Now I'm up early trying unsuccessfully to buy Widespread Panic tickets, and getting ready to go see the Dali exhibit at the High Musueum. Its last day is tomorrow so I bet it will be packed!  

What do you guys have going on this weekend? We are being totally chill.  I am going to a bachelorette party in Austin, TX next weekend so am saving all of my energy for that :-)  Atlanta is supposed to get hit with 4-6 inches of snow late Sunday night and into Monday, I cannot wait! Horray for being snowed in...again!

Black Bean and Avocado Enchiladas
Serves 2
6 corn tortillas
1 tablespoon canola oil
1/2 onion, chopped
2 cloves minced garlic
1/2 orange bell pepper
1 teaspoon chili powder
1 teaspoon cumin
salt and pepper to taste
1 can black beans, rinsed and drained
1 1/2 avocados, chopped
1/2 cup raw unsalted cashews
juice of 1 lime
1 jar prepared enchilada sauce
1/2 - 3/4 cup white cheddar cheese 

Preheat the oven to 400 degrees.

Heat olive oil over medium high.  Saute the onion, garlic, and peppers and season with chili powder, cumin, salt and pepper.  Once the onion/pepper mixture is cooked, (about 7-8 minutes), add the black beans, cashews, and lime juice and toss to coat.   Remove from heat.  
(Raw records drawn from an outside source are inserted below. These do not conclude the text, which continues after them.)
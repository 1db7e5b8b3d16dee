//! Core error kinds shared by the ledger, insights, and API layers.

use thiserror::Error;

/// Errors produced by ledger and read-path operations.
///
/// The API layer maps these onto HTTP statuses: `NotFound` → 404,
/// `InvalidInput` → 400, `Unauthorized` → 401, `Persistence` → 500.
#[derive(Debug, Error)]
pub enum QuestError {
    /// A referenced quest, completion, or profile does not exist.
    #[error("{0} not found")]
    NotFound(String),

    /// A required field is missing or a value is out of range.
    #[error("invalid input: {0}")]
    InvalidInput(String),

    /// An identity-scoped operation was called without an identity.
    #[error("unauthorized: {0}")]
    Unauthorized(String),

    /// Underlying store failure, surfaced to clients as an opaque 500.
    #[error("persistence failure: {0}")]
    Persistence(#[from] rusqlite::Error),
}

impl QuestError {
    pub fn not_found(what: impl Into<String>) -> Self {
        Self::NotFound(what.into())
    }

    pub fn invalid(msg: impl Into<String>) -> Self {
        Self::InvalidInput(msg.into())
    }
}

pub type QuestResult<T> = Result<T, QuestError>;

#[cfg(test)]
mod tests {
    use super::*;

    #[test]
    fn display_messages() {
        assert_eq!(
            QuestError::not_found("quest abc").to_string(),
            "quest abc not found"
        );
        assert_eq!(
            QuestError::invalid("name must not be empty").to_string(),
            "invalid input: name must not be empty"
        );
    }

    #[test]
    fn persistence_wraps_rusqlite() {
        let err = QuestError::from(rusqlite::Error::QueryReturnedNoRows);
        assert!(matches!(err, QuestError::Persistence(_)));
    }
}
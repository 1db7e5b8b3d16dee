mod helpers;

use helpers::{complete, date, make_quest, rules, test_db};
use questlog::ledger::aggregate::{get_daily_log, recompute_user, reset_day};
use questlog::ledger::profile::get_profile;
use rusqlite::params;

#[test]
fn recompute_repairs_drifted_aggregate_and_profile() {
    let mut conn = test_db();
    let quest = make_quest(&conn, "Workout", 30);
    complete(&mut conn, &quest, "2025-01-14");
    complete(&mut conn, &quest, "2025-01-15");

    // Simulate the drift a partial failure would leave behind
    conn.execute(
        "UPDATE daily_logs SET total_xp = 999 WHERE log_date = '2025-01-15'",
        params![],
    )
    .unwrap();
    conn.execute("UPDATE profiles SET total_xp = 5, level = 9 WHERE id = 'u1'", params![])
        .unwrap();

    let outcome = recompute_user(&mut conn, &rules(), "u1", "tester").unwrap();
    assert_eq!(outcome.days_rebuilt, 2);
    assert_eq!(outcome.total_xp, 60);
    assert_eq!(outcome.level, 1);

    let day = get_daily_log(&conn, "u1", date("2025-01-15")).unwrap().unwrap();
    assert_eq!(day.total_xp, 30);

    let profile = get_profile(&conn, "u1").unwrap();
    assert_eq!(profile.total_xp, 60);
    assert_eq!(profile.level, 1);
}

#[test]
fn recompute_rebuilds_streaks() {
    let mut conn = test_db();
    let quest = make_quest(&conn, "Goal quest", 70);
    for day in ["2025-01-13", "2025-01-14", "2025-01-15"] {
        complete(&mut conn, &quest, day);
    }
    conn.execute(
        "UPDATE profiles SET current_streak = 0, longest_streak = 0 WHERE id = 'u1'",
        params![],
    )
    .unwrap();

    let outcome = recompute_user(&mut conn, &rules(), "u1", "tester").unwrap();
    assert_eq!(outcome.current_streak, 3);
    assert_eq!(outcome.longest_streak, 3);
}

#[test]
fn recompute_on_empty_ledger_zeroes_everything() {
    let mut conn = test_db();
    let outcome = recompute_user(&mut conn, &rules(), "u1", "tester").unwrap();
    assert_eq!(outcome.days_rebuilt, 0);
    assert_eq!(outcome.total_xp, 0);
    assert_eq!(outcome.level, 1);
}

#[test]
fn reset_day_removes_completions_and_aggregate() {
    let mut conn = test_db();
    let quest = make_quest(&conn, "Workout", 30);
    complete(&mut conn, &quest, "2025-01-14");
    complete(&mut conn, &quest, "2025-01-15");
    complete(&mut conn, &quest, "2025-01-15");

    let outcome = reset_day(&mut conn, &rules(), "u1", date("2025-01-15")).unwrap();
    assert_eq!(outcome.completions_removed, 2);
    assert_eq!(outcome.xp_removed, 60);

    assert!(get_daily_log(&conn, "u1", date("2025-01-15")).unwrap().is_none());

    let profile = get_profile(&conn, "u1").unwrap();
    assert_eq!(profile.total_xp, 30); // the untouched day remains

    let remaining: i64 = conn
        .query_row(
            "SELECT COUNT(*) FROM quest_completions WHERE completion_date = '2025-01-15'",
            [],
            |row| row.get(0),
        )
        .unwrap();
    assert_eq!(remaining, 0);
}

#[test]
fn reset_of_empty_day_is_a_no_op() {
    let mut conn = test_db();
    let quest = make_quest(&conn, "Workout", 30);
    complete(&mut conn, &quest, "2025-01-14");

    let outcome = reset_day(&mut conn, &rules(), "u1", date("2025-01-15")).unwrap();
    assert_eq!(outcome.completions_removed, 0);
    assert_eq!(outcome.xp_removed, 0);

    let profile = get_profile(&conn, "u1").unwrap();
    assert_eq!(profile.total_xp, 30);
}
use anyhow::{Context, Result};
use serde::Deserialize;
use std::path::{Path, PathBuf};
use tracing::info;

use crate::ledger::types::RepeatPolicy;

#[derive(Debug, Deserialize, Clone)]
#[serde(default)]
pub struct QuestlogConfig {
    pub server: ServerConfig,
    pub storage: StorageConfig,
    pub rules: RulesConfig,
}

#[derive(Debug, Deserialize, Clone)]
#[serde(default)]
pub struct ServerConfig {
    pub host: String,
    pub port: u16,
    pub log_level: String,
}

#[derive(Debug, Deserialize, Clone)]
#[serde(default)]
pub struct StorageConfig {
    pub db_path: String,
    pub default_user: String,
    pub default_username: String,
}

/// The scoring rules the ledger, insights, and notification layers run on.
/// Every threshold the original hardcoded lives here instead.
#[derive(Debug, Deserialize, Clone)]
#[serde(default)]
pub struct RulesConfig {
    /// Daily XP needed for a day to count as a pass (and extend a streak).
    pub daily_goal: i64,
    /// Daily XP needed for a day to count as elite.
    pub elite_goal: i64,
    /// XP per level: level = total_xp / xp_per_level + 1.
    pub xp_per_level: i64,
    /// Whole days without a completion before the inactivity reminder fires.
    pub inactivity_days: i64,
    /// Whether the same quest may be completed more than once per day.
    pub completion_policy: RepeatPolicy,
}

impl Default for QuestlogConfig {
    fn default() -> Self {
        Self {
            server: ServerConfig::default(),
            storage: StorageConfig::default(),
            rules: RulesConfig::default(),
        }
    }
}

impl Default for ServerConfig {
    fn default() -> Self {
        Self {
            host: "127.0.0.1".into(),
            port: 8128,
            log_level: "info".into(),
        }
    }
}

impl Default for StorageConfig {
    fn default() -> Self {
        let db_path = default_questlog_dir()
            .join("questlog.db")
            .to_string_lossy()
            .into_owned();
        Self {
            db_path,
            // Single-player identity used until an auth collaborator supplies one.
            default_user: "00000000-0000-0000-0000-000000000001".into(),
            default_username: "champion".into(),
        }
    }
}

impl Default for RulesConfig {
    fn default() -> Self {
        Self {
            daily_goal: 70,
            elite_goal: 100,
            xp_per_level: 500,
            inactivity_days: 2,
            completion_policy: RepeatPolicy::Repeatable,
        }
    }
}

/// Returns `~/.questlog/`
pub fn default_questlog_dir() -> PathBuf {
    dirs::home_dir()
        .expect("home directory must exist")
        .join(".questlog")
}

/// Returns the default config file path: `~/.questlog/config.toml`
pub fn default_config_path() -> PathBuf {
    default_questlog_dir().join("config.toml")
}

impl QuestlogConfig {
    /// Load config from TOML file (if it exists) then apply env var overrides.
    pub fn load() -> Result<Self> {
        Self::load_from(default_config_path())
    }

    /// Load from a specific path, then apply env var overrides.
    pub fn load_from(path: impl AsRef<Path>) -> Result<Self> {
        let path = path.as_ref();
        let mut config = if path.exists() {
            let contents =
                std::fs::read_to_string(path).context("failed to read config file")?;
            toml::from_str(&contents).context("failed to parse config TOML")?
        } else {
            info!("no config file at {}, using defaults", path.display());
            QuestlogConfig::default()
        };

        config.apply_env_overrides();
        Ok(config)
    }

    /// Apply environment variable overrides (QUESTLOG_DB, QUESTLOG_USER, QUESTLOG_LOG_LEVEL).
    fn apply_env_overrides(&mut self) {
        if let Ok(val) = std::env::var("QUESTLOG_DB") {
            self.storage.db_path = val;
        }
        if let Ok(val) = std::env::var("QUESTLOG_USER") {
            self.storage.default_user = val;
        }
        if let Ok(val) = std::env::var("QUESTLOG_LOG_LEVEL") {
            self.server.log_level = val;
        }
    }

    /// Resolve the database path, expanding `~` if needed.
    pub fn resolved_db_path(&self) -> PathBuf {
        expand_tilde(&self.storage.db_path)
    }
}

pub fn expand_tilde(path: &str) -> PathBuf {
    if let Some(rest) = path.strip_prefix("~/") {
        dirs::home_dir()
            .expect("home directory must exist")
            .join(rest)
    } else {
        PathBuf::from(path)
    }
}
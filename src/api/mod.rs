//! HTTP surface: route table, shared state, and error mapping.
//!
//! Handlers live one-file-per-resource. All routes are scoped to the
//! configured identity — the auth collaborator that would resolve real users
//! is outside this crate, and the core treats identity as an opaque string.

pub mod admin;
pub mod completions;
pub mod insights;
pub mod logs;
pub mod notifications;
pub mod profile;
pub mod quests;

use std::sync::{Arc, Mutex, MutexGuard};

use axum::http::StatusCode;
use axum::response::{IntoResponse, Response};
use axum::routing::{delete, get, post};
use axum::{Json, Router};
use rusqlite::Connection;

use crate::config::QuestlogConfig;
use crate::error::QuestError;

/// Shared handler state: one connection behind a mutex plus the config.
#[derive(Clone)]
pub struct AppState {
    pub db: Arc<Mutex<Connection>>,
    pub config: Arc<QuestlogConfig>,
}

impl AppState {
    pub fn new(db: Arc<Mutex<Connection>>, config: Arc<QuestlogConfig>) -> Self {
        Self { db, config }
    }

    /// Acquire the database connection.
    pub fn db(&self) -> MutexGuard<'_, Connection> {
        self.db.lock().expect("database mutex poisoned")
    }

    /// The identity every route operates as.
    pub fn user(&self) -> &str {
        &self.config.storage.default_user
    }
}

/// Build the full route table.
pub fn router(state: AppState) -> Router {
    Router::new()
        .route("/quests", get(quests::list).post(quests::create))
        .route(
            "/quests/{id}",
            get(quests::show).patch(quests::update).delete(quests::remove),
        )
        .route(
            "/completions",
            get(completions::list).post(completions::record),
        )
        .route("/completions/{id}", delete(completions::remove))
        .route("/logs", get(logs::list))
        .route("/activity", get(logs::activity))
        .route("/insights", get(insights::insights))
        .route("/stats", get(insights::stats))
        .route("/leaderboard", get(insights::leaderboard))
        .route("/profile", get(profile::show))
        .route("/notifications/check-in", post(notifications::check_in))
        .route("/notifications/weekly", post(notifications::weekly))
        .route("/notifications/inactive", post(notifications::inactive))
        .route("/admin/reset-day", post(admin::reset_day))
        .route("/admin/recompute", post(admin::recompute))
        .with_state(state)
}

/// Map core errors onto the HTTP surface. Persistence details never leak to
/// clients — they get a generic 500 while the real error is logged.
impl IntoResponse for QuestError {
    fn into_response(self) -> Response {
        let (status, message) = match &self {
            QuestError::NotFound(what) => (StatusCode::NOT_FOUND, format!("{what} not found")),
            QuestError::InvalidInput(msg) => (StatusCode::BAD_REQUEST, msg.clone()),
            QuestError::Unauthorized(msg) => (StatusCode::UNAUTHORIZED, msg.clone()),
            QuestError::Persistence(err) => {
                tracing::error!(error = %err, "persistence failure");
                (
                    StatusCode::INTERNAL_SERVER_ERROR,
                    "internal error".to_string(),
                )
            }
        };
        (status, Json(serde_json::json!({ "error": message }))).into_response()
    }
}
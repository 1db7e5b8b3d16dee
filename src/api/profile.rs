//! Profile route.

use axum::extract::State;
use axum::Json;

use crate::api::AppState;
use crate::error::QuestResult;
use crate::ledger::profile::get_or_create_profile;
use crate::ledger::types::Profile;

/// GET /profile — the configured user's profile, created lazily on first
/// visit.
pub async fn show(State(state): State<AppState>) -> QuestResult<Json<Profile>> {
    let conn = state.db();
    let profile = get_or_create_profile(
        &conn,
        state.user(),
        &state.config.storage.default_username,
    )?;
    Ok(Json(profile))
}
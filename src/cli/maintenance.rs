use anyhow::Result;
use chrono::NaiveDate;

use crate::config::QuestlogConfig;
use crate::ledger::aggregate::{recompute_user, reset_day};

/// Rebuild aggregates, profile totals, and streaks from the completion
/// ledger.
pub fn recompute(config: &QuestlogConfig) -> Result<()> {
    let db_path = config.resolved_db_path();
    let mut conn = crate::db::open_database(&db_path)?;

    let outcome = recompute_user(
        &mut conn,
        &config.rules,
        &config.storage.default_user,
        &config.storage.default_username,
    )?;

    println!("Rebuilt {} day(s) from the ledger.", outcome.days_rebuilt);
    println!(
        "Total XP: {}  Level: {}  Streak: {}/{}",
        outcome.total_xp, outcome.level, outcome.current_streak, outcome.longest_streak
    );
    Ok(())
}

/// Wipe one day's completions and aggregate.
pub fn reset(config: &QuestlogConfig, date: NaiveDate) -> Result<()> {
    let db_path = config.resolved_db_path();
    let mut conn = crate::db::open_database(&db_path)?;

    let outcome = reset_day(&mut conn, &config.rules, &config.storage.default_user, date)?;
    println!(
        "Reset {}: removed {} completion(s), {} XP.",
        outcome.date, outcome.completions_removed, outcome.xp_removed
    );
    Ok(())
}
Meanwhile, mash the avocado with some sea salt in a medium bowl.  Add the veggie/bean mixture and toss lightly.

Spray a casserole dish with cooking spray.  Pour 1/2 of the enchilada sauce on the bottom of the dish.  Assemble the enchiladas by spooning about 1/4 cup of the bean/veggie mixture into a tortilla and rolling up.  Line on the casserole and top with the remaining enchilada sauce.  Top with cheese and bake covered for 15 minutes.  Remove aluminum foil and bake for 6-7 more minutes.  Serve with a dollop of greek yogurt and fresh cilantro.


  1. I really hope I get a snow day. Although rumor has it that they never close my office.

    Enjoy the Dali exhibit. I went in October.

  2. We saw the Dali exhibit while we were in Atlanta over Christmas. He was an interesting man!

  3. I cannot believe the weather this year! It is out of control. I believe we're supposed to do just get rain or a rainy mix in Charleston...still nuts. These look incredible! There is nothing like good Mexican at home. Beautiful work ;)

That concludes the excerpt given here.